------ EXTRACTED INFORMATION ------

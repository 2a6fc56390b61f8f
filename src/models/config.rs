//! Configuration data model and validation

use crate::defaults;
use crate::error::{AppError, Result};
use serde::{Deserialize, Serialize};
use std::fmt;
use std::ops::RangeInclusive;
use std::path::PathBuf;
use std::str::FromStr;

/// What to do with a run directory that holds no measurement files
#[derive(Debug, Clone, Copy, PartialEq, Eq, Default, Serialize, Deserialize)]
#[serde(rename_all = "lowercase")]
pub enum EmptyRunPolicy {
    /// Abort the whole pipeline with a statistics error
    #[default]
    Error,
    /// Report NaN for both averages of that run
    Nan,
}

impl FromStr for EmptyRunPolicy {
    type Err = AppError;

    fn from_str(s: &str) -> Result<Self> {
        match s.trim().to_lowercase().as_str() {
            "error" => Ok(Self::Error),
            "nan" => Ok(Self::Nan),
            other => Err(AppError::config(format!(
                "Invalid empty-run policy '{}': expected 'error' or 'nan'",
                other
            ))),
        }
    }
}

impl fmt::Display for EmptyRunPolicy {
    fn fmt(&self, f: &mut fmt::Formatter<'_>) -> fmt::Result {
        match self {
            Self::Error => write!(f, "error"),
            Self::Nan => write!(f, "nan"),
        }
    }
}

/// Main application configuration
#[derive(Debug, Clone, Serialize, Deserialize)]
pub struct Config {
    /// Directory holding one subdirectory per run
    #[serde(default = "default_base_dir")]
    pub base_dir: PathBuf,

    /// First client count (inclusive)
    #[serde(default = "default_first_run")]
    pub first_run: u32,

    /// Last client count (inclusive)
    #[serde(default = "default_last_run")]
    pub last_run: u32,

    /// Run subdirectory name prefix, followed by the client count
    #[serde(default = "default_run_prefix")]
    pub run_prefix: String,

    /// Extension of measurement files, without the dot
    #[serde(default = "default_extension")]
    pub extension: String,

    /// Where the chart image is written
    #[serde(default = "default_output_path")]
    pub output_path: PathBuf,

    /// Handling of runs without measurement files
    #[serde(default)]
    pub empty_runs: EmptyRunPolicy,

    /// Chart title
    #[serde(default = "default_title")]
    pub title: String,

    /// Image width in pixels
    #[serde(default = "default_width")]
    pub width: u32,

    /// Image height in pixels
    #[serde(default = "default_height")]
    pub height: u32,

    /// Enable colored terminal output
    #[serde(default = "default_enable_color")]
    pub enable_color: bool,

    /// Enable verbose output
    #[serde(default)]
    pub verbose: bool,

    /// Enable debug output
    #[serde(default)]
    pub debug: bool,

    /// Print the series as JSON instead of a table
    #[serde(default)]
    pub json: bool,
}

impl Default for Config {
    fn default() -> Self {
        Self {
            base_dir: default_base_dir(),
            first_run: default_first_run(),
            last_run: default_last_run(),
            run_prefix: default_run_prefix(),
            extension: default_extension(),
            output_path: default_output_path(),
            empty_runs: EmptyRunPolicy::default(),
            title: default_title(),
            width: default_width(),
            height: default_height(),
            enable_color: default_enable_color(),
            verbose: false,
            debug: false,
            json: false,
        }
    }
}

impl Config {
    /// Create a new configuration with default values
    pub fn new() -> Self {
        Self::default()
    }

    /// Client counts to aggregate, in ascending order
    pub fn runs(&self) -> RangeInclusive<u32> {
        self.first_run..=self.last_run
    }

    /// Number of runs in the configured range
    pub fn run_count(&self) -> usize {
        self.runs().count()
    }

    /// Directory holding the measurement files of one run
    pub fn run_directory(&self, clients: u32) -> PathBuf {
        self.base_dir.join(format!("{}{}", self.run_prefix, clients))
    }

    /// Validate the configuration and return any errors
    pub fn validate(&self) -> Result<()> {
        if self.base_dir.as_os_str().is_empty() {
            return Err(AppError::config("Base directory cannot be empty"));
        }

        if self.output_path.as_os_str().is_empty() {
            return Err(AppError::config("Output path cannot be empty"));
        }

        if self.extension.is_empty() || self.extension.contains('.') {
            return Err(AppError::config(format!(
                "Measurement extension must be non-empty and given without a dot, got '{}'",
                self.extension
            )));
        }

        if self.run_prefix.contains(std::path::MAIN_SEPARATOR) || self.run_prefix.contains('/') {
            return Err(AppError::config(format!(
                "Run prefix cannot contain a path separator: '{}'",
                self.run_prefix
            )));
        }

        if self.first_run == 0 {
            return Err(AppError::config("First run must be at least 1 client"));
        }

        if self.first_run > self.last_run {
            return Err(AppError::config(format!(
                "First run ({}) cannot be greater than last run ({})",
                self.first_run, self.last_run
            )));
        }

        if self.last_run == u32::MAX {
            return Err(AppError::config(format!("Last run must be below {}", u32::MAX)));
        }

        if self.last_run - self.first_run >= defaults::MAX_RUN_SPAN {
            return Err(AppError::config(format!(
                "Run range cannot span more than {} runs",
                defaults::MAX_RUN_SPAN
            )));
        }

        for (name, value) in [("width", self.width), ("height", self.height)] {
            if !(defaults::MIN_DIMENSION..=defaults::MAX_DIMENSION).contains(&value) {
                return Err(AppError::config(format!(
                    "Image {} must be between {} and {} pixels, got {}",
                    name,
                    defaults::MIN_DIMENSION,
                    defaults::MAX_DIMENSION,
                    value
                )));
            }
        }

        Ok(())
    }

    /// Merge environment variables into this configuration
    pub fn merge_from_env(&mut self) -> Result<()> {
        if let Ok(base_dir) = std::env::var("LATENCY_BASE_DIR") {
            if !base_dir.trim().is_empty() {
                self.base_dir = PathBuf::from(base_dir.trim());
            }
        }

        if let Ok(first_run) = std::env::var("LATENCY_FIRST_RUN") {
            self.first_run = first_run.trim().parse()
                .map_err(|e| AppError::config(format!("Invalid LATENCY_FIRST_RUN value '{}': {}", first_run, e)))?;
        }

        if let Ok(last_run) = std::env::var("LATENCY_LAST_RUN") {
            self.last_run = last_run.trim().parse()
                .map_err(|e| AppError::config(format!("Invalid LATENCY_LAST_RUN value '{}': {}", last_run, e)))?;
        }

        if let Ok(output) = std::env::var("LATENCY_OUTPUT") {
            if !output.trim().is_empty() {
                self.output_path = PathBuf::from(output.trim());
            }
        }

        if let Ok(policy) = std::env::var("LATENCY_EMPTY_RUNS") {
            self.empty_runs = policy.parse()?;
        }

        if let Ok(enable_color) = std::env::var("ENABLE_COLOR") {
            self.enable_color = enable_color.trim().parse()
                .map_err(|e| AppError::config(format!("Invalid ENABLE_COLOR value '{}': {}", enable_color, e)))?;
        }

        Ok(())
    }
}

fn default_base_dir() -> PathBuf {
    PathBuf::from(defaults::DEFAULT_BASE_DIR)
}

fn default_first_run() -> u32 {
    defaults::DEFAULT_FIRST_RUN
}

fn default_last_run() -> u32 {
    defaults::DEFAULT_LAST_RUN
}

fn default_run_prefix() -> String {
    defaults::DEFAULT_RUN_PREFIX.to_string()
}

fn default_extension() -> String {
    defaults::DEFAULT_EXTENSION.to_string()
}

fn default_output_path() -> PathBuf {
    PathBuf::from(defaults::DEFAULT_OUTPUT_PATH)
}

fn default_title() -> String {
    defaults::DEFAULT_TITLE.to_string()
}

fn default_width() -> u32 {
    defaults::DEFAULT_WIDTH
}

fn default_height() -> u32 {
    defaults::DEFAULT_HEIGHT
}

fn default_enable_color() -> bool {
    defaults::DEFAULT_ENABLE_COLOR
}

------
------ EXTRACTED INFORMATION ------

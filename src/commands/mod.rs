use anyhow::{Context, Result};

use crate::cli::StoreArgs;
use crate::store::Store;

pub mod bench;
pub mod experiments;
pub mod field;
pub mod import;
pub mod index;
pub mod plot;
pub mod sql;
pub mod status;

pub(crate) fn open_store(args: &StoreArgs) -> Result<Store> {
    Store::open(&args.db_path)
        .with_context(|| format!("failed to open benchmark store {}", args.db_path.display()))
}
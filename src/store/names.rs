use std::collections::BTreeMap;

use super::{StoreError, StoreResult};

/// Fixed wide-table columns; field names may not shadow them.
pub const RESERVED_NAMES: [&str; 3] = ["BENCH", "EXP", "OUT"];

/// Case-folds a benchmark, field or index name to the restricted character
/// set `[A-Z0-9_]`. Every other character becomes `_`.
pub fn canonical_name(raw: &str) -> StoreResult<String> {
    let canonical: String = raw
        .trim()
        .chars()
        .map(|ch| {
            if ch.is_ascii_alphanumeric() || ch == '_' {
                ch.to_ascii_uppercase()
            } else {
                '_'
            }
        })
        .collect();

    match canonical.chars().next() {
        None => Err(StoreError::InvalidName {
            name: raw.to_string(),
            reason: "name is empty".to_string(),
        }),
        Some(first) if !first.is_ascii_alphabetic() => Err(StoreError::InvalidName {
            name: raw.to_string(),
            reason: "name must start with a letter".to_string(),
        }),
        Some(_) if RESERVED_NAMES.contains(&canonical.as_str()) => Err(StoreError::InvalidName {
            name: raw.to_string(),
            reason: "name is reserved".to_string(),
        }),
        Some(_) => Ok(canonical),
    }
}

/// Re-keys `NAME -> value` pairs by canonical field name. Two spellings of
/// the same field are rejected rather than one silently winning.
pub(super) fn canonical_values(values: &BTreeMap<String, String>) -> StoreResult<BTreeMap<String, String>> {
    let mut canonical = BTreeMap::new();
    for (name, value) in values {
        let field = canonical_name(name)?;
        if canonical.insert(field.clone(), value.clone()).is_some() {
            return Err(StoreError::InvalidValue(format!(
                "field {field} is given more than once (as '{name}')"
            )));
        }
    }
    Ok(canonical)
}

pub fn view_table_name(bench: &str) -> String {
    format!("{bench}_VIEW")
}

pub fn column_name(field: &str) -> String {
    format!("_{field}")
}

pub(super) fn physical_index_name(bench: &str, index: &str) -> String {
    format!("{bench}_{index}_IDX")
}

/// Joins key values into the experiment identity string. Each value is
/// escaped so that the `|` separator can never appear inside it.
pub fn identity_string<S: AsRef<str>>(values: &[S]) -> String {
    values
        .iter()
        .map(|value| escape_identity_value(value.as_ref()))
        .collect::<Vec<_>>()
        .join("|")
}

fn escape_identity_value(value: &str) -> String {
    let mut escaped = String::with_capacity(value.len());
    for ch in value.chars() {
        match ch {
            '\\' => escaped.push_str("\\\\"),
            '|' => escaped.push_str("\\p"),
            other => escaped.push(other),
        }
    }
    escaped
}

------
------ EXTRACTED INFORMATION ------

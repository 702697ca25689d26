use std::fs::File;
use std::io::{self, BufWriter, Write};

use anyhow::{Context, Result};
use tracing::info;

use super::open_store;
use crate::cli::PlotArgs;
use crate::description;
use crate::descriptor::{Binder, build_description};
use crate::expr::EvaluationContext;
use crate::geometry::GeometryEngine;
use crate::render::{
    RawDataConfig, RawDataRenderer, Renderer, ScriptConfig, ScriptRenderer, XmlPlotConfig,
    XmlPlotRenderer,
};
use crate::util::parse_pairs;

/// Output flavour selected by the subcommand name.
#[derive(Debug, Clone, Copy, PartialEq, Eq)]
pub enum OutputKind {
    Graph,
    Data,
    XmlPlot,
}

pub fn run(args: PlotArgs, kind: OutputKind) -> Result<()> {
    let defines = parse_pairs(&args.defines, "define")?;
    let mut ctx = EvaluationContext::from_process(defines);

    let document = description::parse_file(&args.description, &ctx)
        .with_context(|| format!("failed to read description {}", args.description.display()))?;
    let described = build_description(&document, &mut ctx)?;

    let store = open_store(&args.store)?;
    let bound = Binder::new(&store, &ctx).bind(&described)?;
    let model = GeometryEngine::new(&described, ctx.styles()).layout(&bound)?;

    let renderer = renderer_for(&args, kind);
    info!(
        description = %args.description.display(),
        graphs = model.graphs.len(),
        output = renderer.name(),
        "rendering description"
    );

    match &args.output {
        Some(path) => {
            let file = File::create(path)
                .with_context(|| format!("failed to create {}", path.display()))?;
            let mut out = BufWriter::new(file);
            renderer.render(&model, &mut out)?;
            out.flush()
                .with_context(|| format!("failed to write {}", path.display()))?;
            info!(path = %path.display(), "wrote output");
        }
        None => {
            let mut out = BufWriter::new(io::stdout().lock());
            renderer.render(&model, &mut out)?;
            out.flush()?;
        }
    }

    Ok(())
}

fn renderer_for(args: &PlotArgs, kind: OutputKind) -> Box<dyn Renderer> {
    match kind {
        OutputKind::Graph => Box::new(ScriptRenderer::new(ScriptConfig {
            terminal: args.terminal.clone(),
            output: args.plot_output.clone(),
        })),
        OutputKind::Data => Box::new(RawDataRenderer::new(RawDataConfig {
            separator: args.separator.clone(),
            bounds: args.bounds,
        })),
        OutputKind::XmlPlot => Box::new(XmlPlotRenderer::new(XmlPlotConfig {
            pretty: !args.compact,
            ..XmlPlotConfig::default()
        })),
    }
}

------

→ **EXERCISE GOAL**
Once you reach the line with "to open benchmark" in the data above, copy it and every line after it exactly, up to and including the line with "let canonical: String = raw".

→ **ANSWER TO THE PROBLEM**
        .with_context(|| format!("failed to open benchmark store {}", args.db_path.display()))
}
filename src/store/names.rs
use std::collections::BTreeMap;

use super::{StoreError, StoreResult};

/// Fixed wide-table columns; field names may not shadow them.
pub const RESERVED_NAMES: [&str; 3] = ["BENCH", "EXP", "OUT"];

/// Case-folds a benchmark, field or index name to the restricted character
/// set `[A-Z0-9_]`. Every other character becomes `_`.
pub fn canonical_name(raw: &str) -> StoreResult<String> {
    let canonical: String = raw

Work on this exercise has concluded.